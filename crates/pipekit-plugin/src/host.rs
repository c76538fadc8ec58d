// SPDX-FileCopyrightText: 2026 Pipekit Contributors
// SPDX-License-Identifier: MIT OR Apache-2.0

//! The installation surface: a plugin host bound to one host context.

use std::any::Any;
use std::sync::Arc;

use pipekit_config::{PipekitConfig, PipelineConfig};
use pipekit_core::types::plugin_option_path;
use pipekit_core::{
    DEFAULT_CHANNEL_CAPACITY, HostContext, Implementation, OptionStore, Options, PipekitError,
    Unit,
};
use serde_json::Value;
use tracing::{debug, info};

use crate::autoload::{
    PLUGINS_CONFIG_KEY, PluginDefinition, apply_definitions, definitions_from_map,
    definitions_from_value,
};
use crate::pipeline::Pipeline;
use crate::reference::{Reference, Request, normalize};
use crate::registry::PluginRegistry;
use crate::resolver::Resolver;

/// Settings applied to every pipeline a host builds.
#[derive(Debug, Clone, Copy, PartialEq, Eq)]
pub struct PipelineSettings {
    /// Capacity of the channels joining adjacent stages.
    pub channel_capacity: usize,
}

impl Default for PipelineSettings {
    fn default() -> Self {
        Self {
            channel_capacity: DEFAULT_CHANNEL_CAPACITY,
        }
    }
}

impl From<&PipelineConfig> for PipelineSettings {
    fn from(config: &PipelineConfig) -> Self {
        Self {
            channel_capacity: config.channel_capacity,
        }
    }
}

/// A plugin registry and pipeline composer installed into a host.
///
/// Clones share the same registry.
#[derive(Clone)]
pub struct PluginHost {
    context: Arc<dyn HostContext>,
    registry: Arc<PluginRegistry>,
    settings: PipelineSettings,
}

impl PluginHost {
    /// Install with default pipeline settings.
    pub fn install(context: Arc<dyn HostContext>) -> Result<Self, PipekitError> {
        Self::install_with(context, PipelineSettings::default())
    }

    /// Install into `context`, which must provide an option store.
    ///
    /// When the context supports configuration subscription, the host
    /// registers the definitions published under `plugins`. A context with
    /// an install slot gets one registry: installing again shares it and
    /// does not subscribe twice.
    pub fn install_with(
        context: Arc<dyn HostContext>,
        settings: PipelineSettings,
    ) -> Result<Self, PipekitError> {
        let store = context
            .option_store()
            .ok_or_else(|| PipekitError::MissingDependency {
                capability: "an option store".to_string(),
            })?;

        let registry = match context.install_slot() {
            Some(slot) => {
                let mut fresh = false;
                let claimed = slot.get_or_init(|| {
                    fresh = true;
                    let registry: Arc<dyn Any + Send + Sync> =
                        Self::start(context.as_ref(), store, settings);
                    registry
                });
                if !fresh {
                    debug!("plugin host already installed, sharing its registry");
                }
                Arc::clone(claimed)
                    .downcast::<PluginRegistry>()
                    .map_err(|_| {
                        PipekitError::Internal(
                            "install slot holds something other than a plugin registry"
                                .to_string(),
                        )
                    })?
            }
            None => Self::start(context.as_ref(), store, settings),
        };

        Ok(Self {
            context,
            registry,
            settings,
        })
    }

    /// Create the registry and subscribe it to `plugins` definitions.
    fn start(
        context: &dyn HostContext,
        store: Arc<dyn OptionStore>,
        settings: PipelineSettings,
    ) -> Arc<PluginRegistry> {
        let registry = Arc::new(PluginRegistry::new(store));

        // The handler must not own the context: hosts keep their handlers.
        let subscribed = {
            let registry = Arc::clone(&registry);
            let loader = context.plugin_loader();
            context.on_config_key(
                PLUGINS_CONFIG_KEY,
                Box::new(move |value: &Value| {
                    let definitions = definitions_from_value(value)?;
                    apply_definitions(&registry, loader.as_deref(), definitions).map(|_| ())
                }),
            )
        };

        info!(
            channel_capacity = settings.channel_capacity,
            subscribed, "plugin host installed"
        );
        registry
    }

    /// Install with settings from `config`, then apply its plugin sections.
    pub fn install_configured(
        context: Arc<dyn HostContext>,
        config: &PipekitConfig,
    ) -> Result<Self, PipekitError> {
        let host = Self::install_with(context, PipelineSettings::from(&config.pipeline))?;
        host.configure(config)?;
        Ok(host)
    }

    /// Register `implementation` under `name`.
    pub fn register(
        &self,
        name: &str,
        implementation: impl Into<Implementation>,
    ) -> Result<&Self, PipekitError> {
        self.registry.register(name, implementation.into())?;
        Ok(self)
    }

    /// Register `implementation` under `name` with default options.
    pub fn register_with_options(
        &self,
        name: &str,
        options: Options,
        implementation: impl Into<Implementation>,
    ) -> Result<&Self, PipekitError> {
        self.registry
            .register_with_options(name, &options, implementation.into())?;
        Ok(self)
    }

    pub fn lookup(&self, name: &str) -> Option<Implementation> {
        self.registry.lookup(name)
    }

    /// Registered names in registration order.
    pub fn names(&self) -> Vec<String> {
        self.registry.names()
    }

    pub fn registry(&self) -> &PluginRegistry {
        &self.registry
    }

    /// The host's option store.
    pub fn options(&self) -> &Arc<dyn OptionStore> {
        self.registry.option_store()
    }

    pub fn settings(&self) -> PipelineSettings {
        self.settings
    }

    /// Build a pipeline from `request`.
    ///
    /// An empty request, or one holding only options, builds every
    /// registered plugin. A request holding a single unit returns it as is.
    pub fn build<I>(&self, request: I) -> Unit
    where
        I: IntoIterator,
        I::Item: Into<Reference>,
    {
        let args = request.into_iter().map(Into::into).collect();
        let plan = match normalize(args) {
            Request::Prebuilt(unit) => {
                debug!(stage = unit.name(), "returning prebuilt stage");
                return unit;
            }
            Request::Plan(plan) => plan,
        };

        let references = plan.references.unwrap_or_else(|| {
            self.registry
                .names()
                .into_iter()
                .map(Reference::Name)
                .collect()
        });

        let resolver = Resolver::new(&self.registry, self.context.as_ref());
        let resolved: Vec<Unit> = references
            .iter()
            .filter_map(|reference| resolver.resolve(reference, &plan.options))
            .collect();

        debug!(
            requested = references.len(),
            resolved = resolved.len(),
            "built pipeline"
        );
        Unit::new(Pipeline::new(
            resolved,
            Arc::clone(&self.context),
            self.settings.channel_capacity,
        ))
    }

    /// Build every registered plugin with no build options.
    pub fn build_all(&self) -> Unit {
        self.build(Vec::<Reference>::new())
    }

    /// Build every registered plugin with `options`.
    pub fn build_with(&self, options: Options) -> Unit {
        self.build([Reference::Options(options)])
    }

    /// Register declarative definitions, using the context's loader for paths.
    pub fn apply_definitions<I>(&self, definitions: I) -> Result<usize, PipekitError>
    where
        I: IntoIterator<Item = (String, PluginDefinition)>,
    {
        let loader = self.context.plugin_loader();
        apply_definitions(&self.registry, loader.as_deref(), definitions)
    }

    /// Seed `[plugin]` option tables into the store, then apply `[plugins]`.
    ///
    /// Returns the number of plugins registered from `[plugins]`.
    pub fn configure(&self, config: &PipekitConfig) -> Result<usize, PipekitError> {
        let store = self.options();
        for (name, value) in &config.plugin {
            store.set(&plugin_option_path(name), value.clone());
        }
        let applied = self.apply_definitions(definitions_from_map(&config.plugins))?;
        debug!(
            seeded = config.plugin.len(),
            applied, "applied plugin configuration"
        );
        Ok(applied)
    }
}

impl std::fmt::Debug for PluginHost {
    fn fmt(&self, f: &mut std::fmt::Formatter<'_>) -> std::fmt::Result {
        f.debug_struct("PluginHost")
            .field("plugins", &self.registry.names())
            .field("settings", &self.settings)
            .finish()
    }
}

#[cfg(test)]
mod tests {
    use super::*;
    use pipekit_test_utils::{TestHost, append_name, fixture};
    use serde_json::json;
    use tracing_test::traced_test;

    #[test]
    fn install_requires_option_store() {
        let err = PluginHost::install(Arc::new(TestHost::without_options())).unwrap_err();
        assert!(matches!(err, PipekitError::MissingDependency { .. }));
        assert!(err.to_string().contains("option store"));
    }

    #[test]
    fn reinstall_keeps_settings_per_host() {
        let context = Arc::new(TestHost::new());
        let first = PluginHost::install(context.clone()).unwrap();
        let second = PluginHost::install_with(
            context.clone(),
            PipelineSettings {
                channel_capacity: 2,
            },
        )
        .unwrap();

        assert_eq!(first.settings().channel_capacity, DEFAULT_CHANNEL_CAPACITY);
        assert_eq!(second.settings().channel_capacity, 2);
        assert!(std::ptr::eq(first.registry(), second.registry()));
    }

    #[test]
    fn settings_follow_pipeline_config() {
        let config = PipelineConfig {
            channel_capacity: 3,
            ..PipelineConfig::default()
        };
        assert_eq!(PipelineSettings::from(&config).channel_capacity, 3);
        assert_eq!(
            PipelineSettings::default().channel_capacity,
            DEFAULT_CHANNEL_CAPACITY
        );
    }

    #[test]
    fn register_chains() {
        let host = PluginHost::install(Arc::new(TestHost::new())).unwrap();
        host.register("a", append_name("a"))
            .and_then(|h| h.register("b", append_name("b")))
            .unwrap();
        assert_eq!(host.names(), ["a", "b"]);
    }

    #[test]
    fn clones_share_the_registry() {
        let host = PluginHost::install(Arc::new(TestHost::new())).unwrap();
        let clone = host.clone();
        clone.register("a", append_name("a")).unwrap();
        assert!(host.lookup("a").is_some());
    }

    #[test]
    fn configure_seeds_plugin_options() {
        let context = Arc::new(TestHost::new());
        let host = PluginHost::install(context.clone()).unwrap();
        let config = PipekitConfig {
            plugin: json!({"a": {"append": "x"}, "b": false})
                .as_object()
                .cloned()
                .unwrap(),
            ..PipekitConfig::default()
        };

        assert_eq!(host.configure(&config).unwrap(), 0);
        assert_eq!(
            context.options().get(&["plugin", "a", "append"]),
            Some(json!("x"))
        );
        assert!(context.options().is_false(&["plugin", "b"]));
    }

    #[tokio::test]
    async fn build_with_applies_options_to_every_plugin() {
        let host = PluginHost::install(Arc::new(TestHost::new())).unwrap();
        host.register("a", append_name("a")).unwrap();
        host.register("b", append_name("b")).unwrap();

        let mut options = Options::new();
        options.insert("append".into(), json!("!"));
        let out = host
            .build_with(options)
            .collect(vec![fixture()])
            .await
            .unwrap();
        assert_eq!(out[0].text(), "Name:a!b!");
    }

    #[traced_test]
    #[tokio::test]
    async fn build_and_registration_are_logged() {
        let host = PluginHost::install(Arc::new(TestHost::new())).unwrap();
        host.register("a", append_name("a")).unwrap();
        host.build(["a", "missing"])
            .collect(vec![fixture()])
            .await
            .unwrap();

        assert!(logs_contain("plugin host installed"));
        assert!(logs_contain("registered plugin"));
        assert!(logs_contain("skipping unregistered plugin"));
        assert!(logs_contain("built pipeline"));
    }
}
// SPDX-FileCopyrightText: 2026 Pipekit Contributors
// SPDX-License-Identifier: MIT OR Apache-2.0

//! Layered configuration loading with Figment.
//!
//! Lookup order: `./pipekit.toml` > `~/.config/pipekit/pipekit.toml` >
//! `/etc/pipekit/pipekit.toml`, with `PIPEKIT_PIPELINE_*` environment
//! overrides on top.

#![allow(clippy::result_large_err)] // figment::Error is external and cannot be boxed without wrapper

use std::path::{Path, PathBuf};

use figment::{
    Figment,
    providers::{Env, Format, Serialized, Toml},
};

use serde_json::{Map, Value};

use crate::model::PipekitConfig;

pub(crate) const LOCAL_CONFIG: &str = "pipekit.toml";
pub(crate) const SYSTEM_CONFIG: &str = "/etc/pipekit/pipekit.toml";

/// Path of the per-user config file, if the platform has a config dir.
pub(crate) fn user_config_path() -> Option<PathBuf> {
    dirs::config_dir().map(|d| d.join("pipekit").join(LOCAL_CONFIG))
}

/// Build the layered Figment without extracting it.
///
/// Merge order (later overrides earlier):
/// 1. Compiled defaults
/// 2. `/etc/pipekit/pipekit.toml`
/// 3. `~/.config/pipekit/pipekit.toml`
/// 4. `./pipekit.toml`
/// 5. `PIPEKIT_PIPELINE_*` environment variables
pub fn build_figment() -> Figment {
    let mut figment = Figment::new()
        .merge(Serialized::defaults(PipekitConfig::default()))
        .merge(Toml::file(SYSTEM_CONFIG));
    if let Some(user) = user_config_path() {
        figment = figment.merge(Toml::file(user));
    }
    figment.merge(Toml::file(LOCAL_CONFIG)).merge(env_provider())
}

/// Load configuration from the standard hierarchy.
pub fn load_config() -> Result<PipekitConfig, figment::Error> {
    build_figment().extract()
}

/// Load configuration from a TOML string only (no files, no env).
pub fn load_config_from_str(toml_content: &str) -> Result<PipekitConfig, figment::Error> {
    Figment::new()
        .merge(Serialized::defaults(PipekitConfig::default()))
        .merge(Toml::string(toml_content))
        .extract()
}

/// Load configuration from one file with env var overrides.
pub fn load_config_from_path(path: &Path) -> Result<PipekitConfig, figment::Error> {
    Figment::new()
        .merge(Serialized::defaults(PipekitConfig::default()))
        .merge(Toml::file(path))
        .merge(env_provider())
        .extract()
}

/// Environment overrides for the `[pipeline]` section.
///
/// Only `PIPEKIT_PIPELINE_*` is honoured; plugin tables are keyed by
/// plugin names that cannot be recovered from an upper-cased variable.
fn env_provider() -> Env {
    Env::prefixed("PIPEKIT_")
        .filter(|key| key.as_str().to_ascii_lowercase().starts_with("pipeline_"))
        .map(|key| {
            key.as_str()
                .to_ascii_lowercase()
                .replacen("pipeline_", "pipeline.", 1)
                .into()
        })
}

/// Keys of `[section]` in the order the sources declare them.
///
/// Figment merges tables into sorted maps, so the declared order is read
/// back from the raw TOML. Sources are scanned in layering order and each
/// key is listed at its first appearance. Unparsable sources are skipped;
/// extraction reports them.
pub fn declared_keys(sources: &[(String, String)], section: &str) -> Vec<String> {
    let mut keys: Vec<String> = Vec::new();
    for (_, content) in sources {
        let Ok(document) = toml::from_str::<toml::Table>(content) else {
            continue;
        };
        if let Some(toml::Value::Table(entries)) = document.get(section) {
            for key in entries.keys() {
                if !keys.contains(key) {
                    keys.push(key.clone());
                }
            }
        }
    }
    keys
}

/// Reorder `map` so `order` comes first; keys missing from it follow.
pub fn restore_order(map: &mut Map<String, Value>, order: &[String]) {
    let mut rest = std::mem::take(map);
    for key in order {
        if let Some(value) = rest.shift_remove(key) {
            map.insert(key.clone(), value);
        }
    }
    map.extend(rest);
}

----

Exercise goal
Go through the listing above and find each line containing the string "PathBuf"; copy those lines.

Answer box
use std::path::{Path, PathBuf};
pub(crate) fn user_config_path() -> Option<PathBuf> {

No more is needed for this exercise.